Just a little while ago we heard again about the shepherds. Try putting yourself in their shoes. Do you really imagine that the shepherds were tickled pink when the night sky exploded above them in a blast of divine proclamation? Of course they weren't. They were scared to death. They hit the dirt. They wept. "Spare me!" they prayed. They could barely breathe, their terror was so great. With the night sky brightening from black to blinding phosphorescence, how could they help but quake? Which is precisely why the angel's first words were, "Fear not." "It's all right," Gabriel declared. "You can come out from under your pews now. I won't hurt you." So we peak out just a little, still trembling... only to hear a celestial chorus boom out the Christmas message, reminding us of why we actually are here tonight: "Glory to God in the highest," the heavenly host proclaims. "Peace on earth. Good will to all people."

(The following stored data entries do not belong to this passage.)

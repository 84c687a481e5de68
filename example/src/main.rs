extern crate dotenv;
extern crate log;
extern crate serde_json;

extern crate webe_log;
extern crate webe_status;

use std::env;

use log::{info, warn, LevelFilter, Log};
use webe_log::{ConsoleLogger, WebeLogger};
use webe_status::{code, Category, Status};

const DEFAULT_LOG_LEVEL: LevelFilter = LevelFilter::Info;

fn main() {
  // load environment. the .env file is optional for the demo
  let env_loaded = dotenv::dotenv().is_ok();
  let (level, bad_level) = match env::var("WEBE_LOG_LEVEL") {
    Ok(value) => match value.parse::<LevelFilter>() {
      Ok(level) => (level, None),
      Err(_) => (DEFAULT_LOG_LEVEL, Some(value)),
    },
    Err(_) => (DEFAULT_LOG_LEVEL, None),
  };

  let mut logger = WebeLogger::new(level);
  logger.add_sink(Box::new(ConsoleLogger::new()));
  logger.init().expect("Failed to install logger");

  if !env_loaded {
    info!("No .env file found, using defaults");
  }
  if let Some(value) = bad_level {
    warn!("WEBE_LOG_LEVEL={} is not a log level, using {}", value, DEFAULT_LOG_LEVEL);
  }

  // the whole registry, grouped by category
  for category in Category::ALL.iter() {
    info!("-- {} --", category);
    for entry in webe_status::entries().iter().filter(|entry| entry.category() == *category) {
      if entry.is_deprecated() {
        info!("{} {} ({}, deprecated)", entry.code(), entry.phrase(), entry.reference());
      } else {
        info!("{} {} ({})", entry.code(), entry.phrase(), entry.reference());
      }
    }
  }

  // lookups that miss come back as errors, never as a made up phrase
  for status_code in [code::IM_A_TEAPOT, 499, 599, 777].iter() {
    match webe_status::phrase_of(*status_code) {
      Ok(phrase) => info!("phrase_of({}) = {:?}", status_code, phrase),
      Err(err) => warn!("phrase_of({}) failed: {}", status_code, err),
    }
    match webe_status::category_of(*status_code) {
      Ok(category) => info!("category_of({}) = {}", status_code, category),
      Err(err) => warn!("category_of({}) failed: {}", status_code, err),
    }
  }
  for phrase in ["Not Found", "not found"].iter() {
    match webe_status::code_of(phrase) {
      Ok(status_code) => info!("code_of({:?}) = {}", phrase, status_code),
      Err(err) => warn!("code_of({:?}) failed: {}", phrase, err),
    }
  }

  // checking what a server is about to send
  for status in [Status::new(404, "Not Found"), Status::new(404, "Nothing Here")].iter() {
    info!("{:?} is standard: {}", status.to_string(), status.is_standard());
  }

  match webe_status::lookup_by_code(code::NOT_FOUND) {
    Ok(entry) => match serde_json::to_string_pretty(entry) {
      Ok(json) => println!("{}", json),
      Err(err) => warn!("Failed to serialize entry: {}", err),
    },
    Err(err) => warn!("{}", err),
  }

  log::logger().flush();
}
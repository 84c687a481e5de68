//! Canonical reason phrases and categories for HTTP status codes.
//!
//! The registry is a single static table. Every lookup is a pure read, so the
//! functions here can be called from any number of threads without setup.
//!
//! ```
//! use webe_status::{category_of, code_of, phrase_of, Category};
//!
//! assert_eq!(phrase_of(404), Ok("Not Found"));
//! assert_eq!(code_of("Not Found"), Ok(404));
//! assert_eq!(category_of(418), Ok(Category::ClientError));
//! ```

extern crate log;
extern crate serde;
extern crate thiserror;

pub mod category;
pub mod error;
pub mod registry;
pub mod status;
mod table;

pub use category::{category_of, Category};
pub use error::{LookupKey, StatusError};
pub use registry::{code_of, entries, lookup_by_code, lookup_by_phrase, phrase_of, StatusEntry};
pub use status::Status;
pub use table::{code, phrase};
use std::io::{self, Write};
use std::sync::{Arc, Mutex};

use log::{Level, LevelFilter, Log, Record};
use webe_log::{ConsoleLogger, Sink, WebeLogger};

type Lines = Arc<Mutex<Vec<(Level, String)>>>;

struct MemorySink {
  lines: Lines,
}

impl Sink for MemorySink {
  fn write(&mut self, level: Level, msg: &str) {
    self.lines.lock().unwrap().push((level, msg.to_owned()));
  }
}

#[derive(Clone)]
struct SharedBuffer(Arc<Mutex<Vec<u8>>>);

impl Write for SharedBuffer {
  fn write(&mut self, buf: &[u8]) -> io::Result<usize> {
    self.0.lock().unwrap().write(buf)
  }

  fn flush(&mut self) -> io::Result<()> {
    Ok(())
  }
}

fn memory_logger(level: LevelFilter) -> (WebeLogger, Lines) {
  let lines: Lines = Arc::new(Mutex::new(Vec::new()));
  let mut logger = WebeLogger::new(level);
  logger.add_sink(Box::new(MemorySink { lines: lines.clone() }));
  (logger, lines)
}

#[test]
fn filters_by_level() {
  let (logger, lines) = memory_logger(LevelFilter::Info);
  logger.log(&Record::builder().args(format_args!("hi mom")).level(Level::Info).target("webe").build());
  logger.log(&Record::builder().args(format_args!("too chatty")).level(Level::Debug).target("webe").build());
  logger.log(&Record::builder().args(format_args!("uh oh")).level(Level::Error).target("webe").build());

  let lines = lines.lock().unwrap();
  assert_eq!(
    *lines,
    vec![
      (Level::Info, "webe: hi mom".to_owned()),
      (Level::Error, "webe: uh oh".to_owned()),
    ]
  );
}

#[test]
fn off_logs_nothing() {
  let (logger, lines) = memory_logger(LevelFilter::Off);
  logger.log(&Record::builder().args(format_args!("hidden")).level(Level::Error).target("webe").build());
  assert!(lines.lock().unwrap().is_empty());
}

#[test]
fn fans_out_to_every_sink() {
  let (mut logger, first) = memory_logger(LevelFilter::Trace);
  let second: Lines = Arc::new(Mutex::new(Vec::new()));
  logger.add_sink(Box::new(MemorySink { lines: second.clone() }));

  logger.log(&Record::builder().args(format_args!("lookup miss")).level(Level::Trace).target("webe_status").build());

  assert_eq!(first.lock().unwrap().len(), 1);
  assert_eq!(*first.lock().unwrap(), *second.lock().unwrap());
}

#[test]
fn console_line_format() {
  let buffer = SharedBuffer(Arc::new(Mutex::new(Vec::new())));
  let mut logger = WebeLogger::new(LevelFilter::Warn);
  logger.add_sink(Box::new(ConsoleLogger::with_writer(buffer.clone())));

  logger.log(&Record::builder().args(format_args!("careful")).level(Level::Warn).target("example").build());
  logger.flush();

  let written = String::from_utf8(buffer.0.lock().unwrap().clone()).unwrap();
  assert!(written.starts_with('['));
  assert!(written.ends_with("] - [WARN] example: careful\n"), "{}", written);
  assert_eq!(written.lines().count(), 1);
}

#[test]
fn installs_as_global_logger() {
  let (logger, lines) = memory_logger(LevelFilter::Debug);
  logger.init().unwrap();

  log::debug!(target: "global", "installed");
  log::trace!(target: "global", "filtered");

  assert_eq!(log::max_level(), LevelFilter::Debug);
  assert_eq!(*lines.lock().unwrap(), vec![(Level::Debug, "global: installed".to_owned())]);
}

Myth doesn't depend on fact for its validation. It depends on truth. This story may not be factual, but it speaks deep truth. Salvation and peace are so inextricably interwoven that the one cannot appear on earth without the other.
Here at All Souls we spend little time pouring over Biblical texts for their deeper meaning. For better and for worse, this particular church is Bible Optional. The book of nature we read for its revelations, it and the book of our hearts. But if our hearts dare open on Christmas Eve, they may open so wide that we have to stop and take notice. A host, an army, of angels crowds the heavens singing "Glory to God in the highest. Peace on earth good will to all people."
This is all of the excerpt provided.